• [Data to examine]:
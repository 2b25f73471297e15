use lex_core::{Invoice, InvoiceAnalysisRequest, PrecheckSeverity};

/// 系统提示词组装
///
/// 段落顺序固定：角色说明 → 必填字段 → 预检结果 → 相似案例 → 法规语境。
/// 法规段只在检索到内容时出现，模型不会看到空的法规标题。
pub fn build_system_prompt(request: &InvoiceAnalysisRequest) -> String {
    let mut prompt = String::new();

    prompt.push_str(
        "Du bist ein Prüfassistent für Rechnungen in EU-geförderten Projekten. \
         Bewerte die vorliegende Rechnung fachlich und wirtschaftlich und antworte \
         ausschließlich mit einem JSON-Objekt mit genau diesen Feldern: \
         semantic_check, economic_check, beneficiary_match, warnings (Liste), \
         overall_assessment (approved | review_required | rejected), confidence (0.0-1.0). \
         Kein Text außerhalb des JSON.\n",
    );

    if !request.mandatory_fields.is_empty() {
        prompt.push_str("\n## Pflichtangaben\n");
        prompt.push_str("Folgende Felder müssen auf der Rechnung vorhanden sein:\n");
        for field in &request.mandatory_fields {
            prompt.push_str(&format!("- {}\n", field));
        }
    }

    if !request.precheck_findings.is_empty() {
        prompt.push_str("\n## Vorprüfung\n");
        for finding in &request.precheck_findings {
            let severity = match finding.severity {
                PrecheckSeverity::Info => "INFO",
                PrecheckSeverity::Warning => "WARNUNG",
                PrecheckSeverity::Error => "FEHLER",
            };
            prompt.push_str(&format!(
                "- [{}] {}: {}\n",
                severity, finding.field, finding.message
            ));
        }
    }

    if let Some(project) = &request.project_context {
        prompt.push_str("\n## Projektkontext\n");
        prompt.push_str(project);
        prompt.push('\n');
    }
    if let Some(beneficiary) = &request.beneficiary_context {
        prompt.push_str("\n## Begünstigter\n");
        prompt.push_str(beneficiary);
        prompt.push('\n');
    }

    if !request.similar_cases.is_empty() {
        prompt.push_str("\n## Vergleichbare Fälle\n");
        for case in &request.similar_cases {
            prompt.push_str(&format!(
                "- Fall {}: {} (Ergebnis: {})\n",
                case.case_id, case.summary, case.outcome
            ));
        }
    }

    if let Some(entries) = &request.legal_context {
        if !entries.is_empty() {
            prompt.push_str("\n## Einschlägige Rechtsgrundlagen\n");
            prompt.push_str(
                "Berücksichtige die folgenden Vorschriften. Zitiere sie in deiner \
                 Begründung mit der angegebenen Fundstelle:\n",
            );
            for (i, entry) in entries.iter().enumerate() {
                prompt.push_str(&format!(
                    "[{}] {} ({}): {}\n",
                    i + 1,
                    entry.norm_citation,
                    entry.source_kind,
                    entry.content
                ));
            }
        }
    }

    prompt
}

/// 用户提示词：发票字段的键值列表，缺失字段标记为 fehlt
pub fn build_user_prompt(invoice: &Invoice) -> String {
    let fmt_opt = |v: &Option<String>| v.clone().unwrap_or_else(|| "fehlt".to_string());
    let fmt_amount = |v: &Option<f64>| {
        v.map(|a| format!("{:.2}", a))
            .unwrap_or_else(|| "fehlt".to_string())
    };

    let mut prompt = String::from("Zu prüfende Rechnung:\n");
    prompt.push_str(&format!(
        "Rechnungsnummer: {}\n",
        fmt_opt(&invoice.invoice_number)
    ));
    prompt.push_str(&format!("Lieferant: {}\n", fmt_opt(&invoice.supplier)));
    prompt.push_str(&format!(
        "Begünstigter: {}\n",
        fmt_opt(&invoice.beneficiary)
    ));
    prompt.push_str(&format!(
        "Rechnungsdatum: {}\n",
        fmt_opt(&invoice.invoice_date)
    ));
    prompt.push_str(&format!("Nettobetrag: {}\n", fmt_amount(&invoice.net_amount)));
    prompt.push_str(&format!(
        "Umsatzsteuer: {}\n",
        fmt_amount(&invoice.vat_amount)
    ));
    prompt.push_str(&format!(
        "Bruttobetrag: {}\n",
        fmt_amount(&invoice.gross_amount)
    ));
    prompt.push_str(&format!("Währung: {}\n", fmt_opt(&invoice.currency)));
    prompt.push_str(&format!(
        "Leistungsbeschreibung: {}\n",
        fmt_opt(&invoice.service_description)
    ));
    prompt.push_str(&format!(
        "Leistungszeitraum: {}\n",
        fmt_opt(&invoice.service_period)
    ));
    prompt.push_str(&format!(
        "Kostenkategorie: {}\n",
        fmt_opt(&invoice.cost_category)
    ));
    prompt
}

• [Aim of the task]: In the records above, locate every line with the string "JSON" and copy it.

• [The answer]:
         ausschließlich mit einem JSON-Objekt mit genau diesen Feldern: \
         Kein Text außerhalb des JSON.\n",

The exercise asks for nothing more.